Collected data entries:
━━━━━━━━━━━━━━━━━━━━━━━━━━━━━━

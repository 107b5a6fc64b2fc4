use serde::Deserialize;
use std::fs;
use std::path::Path;

use crate::{ChunkCoord, ConfigError};

/// Mesh extraction strategy, chosen once at startup.
#[derive(Clone, Copy, Debug, Default, Deserialize, PartialEq, Eq)]
#[serde(rename_all = "snake_case")]
pub enum MesherKind {
    #[default]
    FaceCull,
    MarchingCubes,
}

/// How neighbor lookups behave past the edge of a chunk's own grid.
#[derive(Clone, Copy, Debug, Default, Deserialize, PartialEq, Eq)]
#[serde(rename_all = "snake_case")]
pub enum SeamPolicy {
    /// Out-of-grid neighbors read as empty; seam faces are always emitted.
    #[default]
    Isolated,
    /// Out-of-grid horizontal neighbors are re-sampled from the generator.
    Sampled,
}

/// Deterministic thinning above the surface that leaves floating fragments.
#[derive(Clone, Debug, Deserialize, PartialEq)]
pub struct Overhangs {
    #[serde(default)]
    pub enable: bool,
    /// Chance that the cell directly above the surface is solid; fades to 0
    /// at `depth` cells up.
    #[serde(default = "default_overhang_probability")]
    pub probability: f32,
    #[serde(default = "default_overhang_depth")]
    pub depth: u32,
}

fn default_overhang_probability() -> f32 {
    0.35
}
fn default_overhang_depth() -> u32 {
    3
}

impl Default for Overhangs {
    fn default() -> Self {
        Self {
            enable: false,
            probability: default_overhang_probability(),
            depth: default_overhang_depth(),
        }
    }
}

#[derive(Clone, Debug, Deserialize, PartialEq)]
pub struct TerrainConfig {
    #[serde(default = "default_chunk_size")]
    pub chunk_size: usize,
    #[serde(default = "default_chunk_height")]
    pub chunk_height: usize,
    #[serde(default = "default_load_radius")]
    pub load_radius: i32,
    #[serde(default = "default_unload_radius")]
    pub unload_radius: i32,
    #[serde(default = "default_max_parallel_loads")]
    pub max_parallel_loads: usize,
    #[serde(default = "default_noise_scale")]
    pub noise_scale: f32,
    #[serde(default = "default_seed")]
    pub seed: i32,
    #[serde(default)]
    pub base_y: f32,
    #[serde(default)]
    pub mesher: MesherKind,
    #[serde(default)]
    pub iso_level: f32,
    #[serde(default)]
    pub seams: SeamPolicy,
    #[serde(default)]
    pub overhangs: Overhangs,
    /// Fixed cache-pool size; derived from `unload_radius` when absent.
    #[serde(default)]
    pub pool_capacity: Option<usize>,
    #[serde(default)]
    pub worker_threads: Option<usize>,
}

fn default_chunk_size() -> usize {
    16
}
fn default_chunk_height() -> usize {
    64
}
fn default_load_radius() -> i32 {
    6
}
fn default_unload_radius() -> i32 {
    8
}
fn default_max_parallel_loads() -> usize {
    4
}
fn default_noise_scale() -> f32 {
    0.05
}
fn default_seed() -> i32 {
    1337
}

impl Default for TerrainConfig {
    fn default() -> Self {
        Self {
            chunk_size: default_chunk_size(),
            chunk_height: default_chunk_height(),
            load_radius: default_load_radius(),
            unload_radius: default_unload_radius(),
            max_parallel_loads: default_max_parallel_loads(),
            noise_scale: default_noise_scale(),
            seed: default_seed(),
            base_y: 0.0,
            mesher: MesherKind::default(),
            iso_level: 0.0,
            seams: SeamPolicy::default(),
            overhangs: Overhangs::default(),
            pool_capacity: None,
            worker_threads: None,
        }
    }
}

fn invalid(field: &'static str, reason: impl Into<String>) -> ConfigError {
    ConfigError::Invalid {
        field,
        reason: reason.into(),
    }
}

impl TerrainConfig {
    /// Checks every startup constraint; the first violation is returned.
    pub fn validate(&self) -> Result<(), ConfigError> {
        if self.chunk_size == 0 {
            return Err(invalid("chunk_size", "must be > 0"));
        }
        if self.chunk_height == 0 {
            return Err(invalid("chunk_height", "must be > 0"));
        }
        if self.chunk_height > usize::from(u16::MAX) {
            return Err(invalid("chunk_height", "must fit in 16 bits"));
        }
        if self.load_radius <= 0 {
            return Err(invalid("load_radius", "must be > 0"));
        }
        if self.unload_radius < self.load_radius {
            return Err(ConfigError::UnloadInsideLoad {
                load: self.load_radius,
                unload: self.unload_radius,
            });
        }
        if self.max_parallel_loads == 0 {
            return Err(invalid("max_parallel_loads", "must be > 0"));
        }
        if !(self.noise_scale > 0.0 && self.noise_scale <= 1.0) {
            return Err(invalid(
                "noise_scale",
                format!("{} is outside (0, 1]", self.noise_scale),
            ));
        }
        if !self.iso_level.is_finite() {
            return Err(invalid("iso_level", "must be finite"));
        }
        if !self.base_y.is_finite() {
            return Err(invalid("base_y", "must be finite"));
        }
        if self.overhangs.enable && !(0.0..=1.0).contains(&self.overhangs.probability) {
            return Err(invalid("overhangs.probability", "must be within [0, 1]"));
        }
        if self.pool_capacity == Some(0) {
            return Err(invalid("pool_capacity", "must be > 0 when set"));
        }
        if self.worker_threads == Some(0) {
            return Err(invalid("worker_threads", "must be > 0 when set"));
        }
        Ok(())
    }

    /// Total number of chunk slots created at startup.
    pub fn slot_capacity(&self) -> usize {
        self.pool_capacity
            .unwrap_or_else(|| ChunkCoord::disc_len(self.unload_radius))
    }

    /// Background thread count for build jobs.
    pub fn worker_count(&self) -> usize {
        self.worker_threads.unwrap_or_else(|| {
            let cores = std::thread::available_parallelism()
                .map(|n| n.get())
                .unwrap_or(4);
            self.max_parallel_loads.min(cores).max(1)
        })
    }

    #[inline]
    pub fn cells_per_chunk(&self) -> usize {
        self.chunk_size * self.chunk_height * self.chunk_size
    }
}

/// Reads and validates a TOML terrain config.
pub fn load_config_from_path(path: &Path) -> Result<TerrainConfig, ConfigError> {
    let s = fs::read_to_string(path).map_err(|source| ConfigError::Io {
        path: path.to_path_buf(),
        source,
    })?;
    let cfg: TerrainConfig = toml::from_str(&s).map_err(|source| ConfigError::Parse {
        path: path.to_path_buf(),
        source,
    })?;
    cfg.validate()?;
    Ok(cfg)
}

#[cfg(test)]
mod tests {
    use super::*;

    #[test]
    fn defaults_are_valid() {
        let cfg = TerrainConfig::default();
        assert!(cfg.validate().is_ok());
        assert!(cfg.slot_capacity() >= ChunkCoord::disc_len(cfg.load_radius));
    }

    #[test]
    fn unload_inside_load_is_rejected() {
        let cfg = TerrainConfig {
            load_radius: 6,
            unload_radius: 3,
            ..TerrainConfig::default()
        };
        match cfg.validate() {
            Err(ConfigError::UnloadInsideLoad { load, unload }) => {
                assert_eq!((load, unload), (6, 3));
            }
            other => panic!("expected UnloadInsideLoad, got {other:?}"),
        }
    }

    #[test]
    fn equal_radii_are_accepted() {
        let cfg = TerrainConfig {
            load_radius: 4,
            unload_radius: 4,
            ..TerrainConfig::default()
        };
        assert!(cfg.validate().is_ok());
    }

    #[test]
    fn zero_sizes_and_bad_scale_are_rejected() {
        let bad = [
            TerrainConfig {
                chunk_size: 0,
                ..TerrainConfig::default()
            },
            TerrainConfig {
                chunk_height: 0,
                ..TerrainConfig::default()
            },
            TerrainConfig {
                max_parallel_loads: 0,
                ..TerrainConfig::default()
            },
            TerrainConfig {
                noise_scale: 0.0,
                ..TerrainConfig::default()
            },
            TerrainConfig {
                noise_scale: 1.5,
                ..TerrainConfig::default()
            },
            TerrainConfig {
                pool_capacity: Some(0),
                ..TerrainConfig::default()
            },
        ];
        for cfg in bad {
            assert!(
                matches!(cfg.validate(), Err(ConfigError::Invalid { .. })),
                "{cfg:?} should be invalid"
            );
        }
    }

    #[test]
    fn partial_toml_fills_defaults() {
        let cfg: TerrainConfig = toml::from_str(
            r#"
chunk_size = 8
mesher = "marching_cubes"
seams = "sampled"

[overhangs]
enable = true
"#,
        )
        .unwrap();
        assert_eq!(cfg.chunk_size, 8);
        assert_eq!(cfg.chunk_height, 64);
        assert_eq!(cfg.mesher, MesherKind::MarchingCubes);
        assert_eq!(cfg.seams, SeamPolicy::Sampled);
        assert!(cfg.overhangs.enable);
        assert_eq!(cfg.overhangs.depth, 3);
        assert!(cfg.validate().is_ok());
    }

    #[test]
    fn explicit_pool_capacity_wins() {
        let cfg = TerrainConfig {
            pool_capacity: Some(12),
            ..TerrainConfig::default()
        };
        assert_eq!(cfg.slot_capacity(), 12);
    }
}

━━━━━━━━━━━━━━━━━━━━━━━━━━━━━━

» **What is being asked**: The answer must consist of each line from the entries that contains the string "Result".

» **Exercise response**:
    pub fn validate(&self) -> Result<(), ConfigError> {
pub fn load_config_from_path(path: &Path) -> Result<TerrainConfig, ConfigError> {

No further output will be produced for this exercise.